The semantic git (SemanGit) is a novel resource description framework dataset consisting of information generated by the git protocol and its protocol extensions. So far, it contains nearly 20.000.000.000 triples about either native git protocol data or about social interactions on the GitHub platform. Please consider visiting our Homepage for news, downloads, contacts and a visualization of our ontology. Our Repositories contain Codes for creating the SemanGit dataset and additional material like scripts for automatic processing, conversion to rdf and basic documentation on the codes.
This repository is structured as follows:
- Documentation: Contains our Ontology stored as RDF, instructions on the usage of our Converter to obtain the SemanGit datasets
- Converter: The heart of our project. A Java program which converts the monthly dumps from ghtorrent.org into the turtle file format for the Resource Description Framework (RDF).
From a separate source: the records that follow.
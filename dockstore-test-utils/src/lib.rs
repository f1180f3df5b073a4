//! Integration test harness for the Dockstore CLI.
//!
//! Tests build a [`TestContext`] with [`TestBuilder`]: a database reset to a
//! known fixture set, simulated GitHub and Google services, an in-process
//! webservice stand-in serving the database over HTTP, and a CLI harness
//! configured against it.
//!
//! ```ignore
//! use dockstore_test_utils::prelude::*;
//!
//! #[tokio::test]
//! async fn publishes_tool() -> Result<(), TestError> {
//!     let mut test = TestBuilder::new().build().await?;
//!
//!     test.cli
//!         .run_expect(&["tool", "publish", "--entry", "quay.io/dockstoretestuser/quayandgithub"], ExitCode::Success)
//!         .await?;
//!
//!     test.assert_no_leaked_connections().await
//! }
//! ```

pub mod builder;
pub mod cli;
pub mod constant;
pub mod context;
pub mod database;
pub mod error;
pub mod fixtures;
pub mod leak;
pub mod poll;
pub mod token_cache;
pub mod webservice;

pub use builder::TestBuilder;
pub use context::TestContext;
pub use error::TestError;

pub mod prelude {
    pub use dockstore::error::ExitCode;
    pub use migration::FixtureSet;

    pub use crate::{
        cli::{assert_exit, CliHarness, OutputCapture},
        constant::*,
        fixtures::github::{hello_dockstore_workflow, GitHubRepository},
        poll::poll_until,
        token_cache::TokenCache,
        TestBuilder, TestContext, TestError,
    };
}

/// Installs a test-friendly tracing subscriber once per process.
///
/// Filtering follows `RUST_LOG`; later calls are no-ops.
pub fn init_tracing() {
    use tracing_subscriber::EnvFilter;

    let _ = tracing_subscriber::fmt()
        .with_env_filter(EnvFilter::from_default_env())
        .with_test_writer()
        .try_init();
}
use sea_orm_migration::{prelude::*, schema::*};

use crate::v1_3_0_generated::Workflow;

/// GitHub App installation tracking and refresh timestamps on workflows.
pub struct Migration;

impl MigrationName for Migration {
    fn name(&self) -> &str {
        "1.13.0"
    }
}

#[async_trait::async_trait]
impl MigrationTrait for Migration {
    async fn up(&self, manager: &SchemaManager) -> Result<(), DbErr> {
        manager
            .alter_table(
                Table::alter()
                    .table(Workflow::Table)
                    .add_column(big_integer_null(Workflow::GithubAppInstallationId))
                    .to_owned(),
            )
            .await?;

        manager
            .alter_table(
                Table::alter()
                    .table(Workflow::Table)
                    .add_column(timestamp_null(Workflow::LastRefreshed))
                    .to_owned(),
            )
            .await?;

        Ok(())
    }

    async fn down(&self, manager: &SchemaManager) -> Result<(), DbErr> {
        manager
            .alter_table(
                Table::alter()
                    .table(Workflow::Table)
                    .drop_column(Workflow::LastRefreshed)
                    .to_owned(),
            )
            .await?;

        manager
            .alter_table(
                Table::alter()
                    .table(Workflow::Table)
                    .drop_column(Workflow::GithubAppInstallationId)
                    .to_owned(),
            )
            .await?;

        Ok(())
    }
}
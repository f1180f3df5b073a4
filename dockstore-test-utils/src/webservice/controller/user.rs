use axum::{
    extract::{Path, State},
    http::StatusCode,
    response::IntoResponse,
    Json,
};
use dockstore::model::user::UserDto;

use crate::webservice::{
    error::Error,
    service::{ToolService, WorkflowService},
    state::{AuthUser, WebserviceState},
};

/// The user owning the request's token
pub async fn get_user(AuthUser(user): AuthUser) -> Result<impl IntoResponse, Error> {
    let dto = UserDto {
        id: user.id,
        username: user.username,
        is_admin: user.is_admin,
    };

    Ok((StatusCode::OK, Json(dto)))
}

pub async fn get_user_tools(
    State(state): State<WebserviceState>,
    AuthUser(user): AuthUser,
    Path(user_id): Path<i32>,
) -> Result<impl IntoResponse, Error> {
    let tools = ToolService::new(&state.db)
        .list_for_user(user_id, &user)
        .await?;

    Ok((StatusCode::OK, Json(tools)))
}

pub async fn get_user_workflows(
    State(state): State<WebserviceState>,
    AuthUser(user): AuthUser,
    Path(user_id): Path<i32>,
) -> Result<impl IntoResponse, Error> {
    let workflows = WorkflowService::new(&state.db)
        .list_for_user(user_id, &user)
        .await?;

    Ok((StatusCode::OK, Json(workflows)))
}

/// GitHub organizations visible to the user's linked GitHub account
pub async fn get_github_organizations(
    State(state): State<WebserviceState>,
    AuthUser(user): AuthUser,
) -> Result<impl IntoResponse, Error> {
    let organizations = WorkflowService::new(&state.db)
        .organizations(&user, &state.github)
        .await?;

    Ok((StatusCode::OK, Json(organizations)))
}

pub async fn get_github_repositories(
    State(state): State<WebserviceState>,
    AuthUser(user): AuthUser,
    Path(organization): Path<String>,
) -> Result<impl IntoResponse, Error> {
    let repositories = WorkflowService::new(&state.db)
        .repositories(&organization, &user, &state.github)
        .await?;

    Ok((StatusCode::OK, Json(repositories)))
}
An initial instruction on the usage can be obtained here. A short documentation on the different call parameters can be found in the respective repository.
- Linux Downloader: A download tool writen for the Linux Shell, which automizes, logs and organizes the conversion.
Note: The links to other submodules posted here will lead you to the latest stable version, we consider suitable for a release. These might not be newest version we provide in the Repositories SemanGit/Converter or Semangit/LinuxDownloader.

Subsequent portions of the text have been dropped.